▸ **ACTION ITEM**:
Print the entries below in their entirety, exactly as they are written.

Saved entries

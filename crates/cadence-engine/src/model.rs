//! The model contract consumed by the kernel.
//!
//! A model owns the simulation logic and its output statistics. The
//! kernel calls [`Model::construct_model`] exactly once, at
//! `initialize`; everything else the model does happens inside the
//! event actions it schedules through its [`Simulator`] handle.

use std::sync::{Arc, Mutex, PoisonError};

use cadence_core::{EventError, SimTime};

use crate::simulator::Simulator;

/// A statistics observer registered in a model's output collection.
///
/// Implemented by the observers in the statistics crate; the kernel and
/// model only need descriptions, reinitialization, and observation
/// counts.
pub trait SimulationStatistic<T: SimTime>: Send {
    /// The observer's description — its binding name in the context.
    fn description(&self) -> &str;

    /// Reset the running statistics to their pristine state.
    fn initialize(&mut self);

    /// Number of observations folded in since the last initialize.
    fn n(&self) -> u64;
}

/// Shared handle to a registered statistics observer.
pub type StatisticRef<T> = Arc<Mutex<dyn SimulationStatistic<T>>>;

/// Shared handle to a model.
pub type ModelRef<T> = Arc<Mutex<dyn Model<T>>>;

/// The model-owned collection of statistics observers, in registration
/// order.
pub struct OutputStatistics<T: SimTime> {
    entries: Vec<StatisticRef<T>>,
}

impl<T: SimTime> OutputStatistics<T> {
    /// An empty collection.
    pub fn new() -> Self {
        Self {
            entries: Vec::new(),
        }
    }

    /// Register an observer.
    pub fn add(&mut self, statistic: StatisticRef<T>) {
        self.entries.push(statistic);
    }

    /// Number of registered observers.
    pub fn len(&self) -> usize {
        self.entries.len()
    }

    /// True when no observers are registered.
    pub fn is_empty(&self) -> bool {
        self.entries.is_empty()
    }

    /// Iterate over the registered observers in registration order.
    pub fn iter(&self) -> impl Iterator<Item = &StatisticRef<T>> {
        self.entries.iter()
    }

    /// Find an observer by its description.
    pub fn find(&self, description: &str) -> Option<StatisticRef<T>> {
        self.entries
            .iter()
            .find(|s| {
                s.lock()
                    .unwrap_or_else(PoisonError::into_inner)
                    .description()
                    == description
            })
            .cloned()
    }
}

impl<T: SimTime> Default for OutputStatistics<T> {
    fn default() -> Self {
        Self::new()
    }
}

/// The simulation model: logic plus output statistics.
pub trait Model<T: SimTime>: Send {
    /// Build the model: create observers and schedule the initial
    /// events. Called once by [`Simulator::initialize`]; the simulator
    /// is initialized and the replication bound when this runs.
    fn construct_model(&mut self) -> Result<(), EventError>;

    /// The simulator this model schedules on.
    fn simulator(&self) -> &Simulator<T>;

    /// The model's output-statistics collection.
    fn output_statistics(&mut self) -> &mut OutputStatistics<T>;
}

#[cfg(test)]
mod tests {
    use super::*;
    use cadence_core::Ticks;

    struct Stub {
        description: String,
        n: u64,
    }

    impl SimulationStatistic<Ticks> for Stub {
        fn description(&self) -> &str {
            &self.description
        }
        fn initialize(&mut self) {
            self.n = 0;
        }
        fn n(&self) -> u64 {
            self.n
        }
    }

    fn stub(description: &str, n: u64) -> StatisticRef<Ticks> {
        Arc::new(Mutex::new(Stub {
            description: description.into(),
            n,
        }))
    }

    #[test]
    fn add_and_find() {
        let mut stats = OutputStatistics::new();
        stats.add(stub("waiting time", 3));
        stats.add(stub("queue length", 5));

        assert_eq!(stats.len(), 2);
        let found = stats.find("queue length").unwrap();
        assert_eq!(found.lock().unwrap().n(), 5);
        assert!(stats.find("missing").is_none());
    }

    #[test]
    fn iteration_keeps_registration_order() {
        let mut stats = OutputStatistics::new();
        stats.add(stub("a", 0));
        stats.add(stub("b", 0));
        let names: Vec<String> = stats
            .iter()
            .map(|s| s.lock().unwrap().description().to_string())
            .collect();
        assert_eq!(names, vec!["a", "b"]);
    }
}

▸ **RESPONSE AREA**:
filename crates/cadence-engine/src/model.rs
//! The model contract consumed by the kernel.
//!
//! A model owns the simulation logic and its output statistics. The
//! kernel calls [`Model::construct_model`] exactly once, at
//! `initialize`; everything else the model does happens inside the
//! event actions it schedules through its [`Simulator`] handle.

use std::sync::{Arc, Mutex, PoisonError};

use cadence_core::{EventError, SimTime};

use crate::simulator::Simulator;

/// A statistics observer registered in a model's output collection.
///
/// Implemented by the observers in the statistics crate; the kernel and
/// model only need descriptions, reinitialization, and observation
/// counts.
pub trait SimulationStatistic<T: SimTime>: Send {
    /// The observer's description — its binding name in the context.
    fn description(&self) -> &str;

    /// Reset the running statistics to their pristine state.
    fn initialize(&mut self);

    /// Number of observations folded in since the last initialize.
    fn n(&self) -> u64;
}

/// Shared handle to a registered statistics observer.
pub type StatisticRef<T> = Arc<Mutex<dyn SimulationStatistic<T>>>;

/// Shared handle to a model.
pub type ModelRef<T> = Arc<Mutex<dyn Model<T>>>;

/// The model-owned collection of statistics observers, in registration
/// order.
pub struct OutputStatistics<T: SimTime> {
    entries: Vec<StatisticRef<T>>,
}

impl<T: SimTime> OutputStatistics<T> {
    /// An empty collection.
    pub fn new() -> Self {
        Self {
            entries: Vec::new(),
        }
    }

    /// Register an observer.
    pub fn add(&mut self, statistic: StatisticRef<T>) {
        self.entries.push(statistic);
    }

    /// Number of registered observers.
    pub fn len(&self) -> usize {
        self.entries.len()
    }

    /// True when no observers are registered.
    pub fn is_empty(&self) -> bool {
        self.entries.is_empty()
    }

    /// Iterate over the registered observers in registration order.
    pub fn iter(&self) -> impl Iterator<Item = &StatisticRef<T>> {
        self.entries.iter()
    }

    /// Find an observer by its description.
    pub fn find(&self, description: &str) -> Option<StatisticRef<T>> {
        self.entries
            .iter()
            .find(|s| {
                s.lock()
                    .unwrap_or_else(PoisonError::into_inner)
                    .description()
                    == description
            })
            .cloned()
    }
}

impl<T: SimTime> Default for OutputStatistics<T> {
    fn default() -> Self {
        Self::new()
    }
}

/// The simulation model: logic plus output statistics.
pub trait Model<T: SimTime>: Send {
    /// Build the model: create observers and schedule the initial
    /// events. Called once by [`Simulator::initialize`]; the simulator
    /// is initialized and the replication bound when this runs.
    fn construct_model(&mut self) -> Result<(), EventError>;

    /// The simulator this model schedules on.
    fn simulator(&self) -> &Simulator<T>;

    /// The model's output-statistics collection.
    fn output_statistics(&mut self) -> &mut OutputStatistics<T>;
}

#[cfg(test)]
mod tests {
    use super::*;
    use cadence_core::Ticks;

    struct Stub {
        description: String,
        n: u64,
    }

    impl SimulationStatistic<Ticks> for Stub {
        fn description(&self) -> &str {
            &self.description
        }
        fn initialize(&mut self) {
            self.n = 0;
        }
        fn n(&self) -> u64 {
            self.n
        }
    }

    fn stub(description: &str, n: u64) -> StatisticRef<Ticks> {
        Arc::new(Mutex::new(Stub {
            description: description.into(),
            n,
        }))
    }

    #[test]
    fn add_and_find() {
        let mut stats = OutputStatistics::new();
        stats.add(stub("waiting time", 3));
        stats.add(stub("queue length", 5));

        assert_eq!(stats.len(), 2);
        let found = stats.find("queue length").unwrap();
        assert_eq!(found.lock().unwrap().n(), 5);
        assert!(stats.find("missing").is_none());
    }

    #[test]
    fn iteration_keeps_registration_order() {
        let mut stats = OutputStatistics::new();
        stats.add(stub("a", 0));
        stats.add(stub("b", 0));
        let names: Vec<String> = stats
            .iter()
            .map(|s| s.lock().unwrap().description().to_string())
            .collect();
        assert_eq!(names, vec!["a", "b"]);
    }
}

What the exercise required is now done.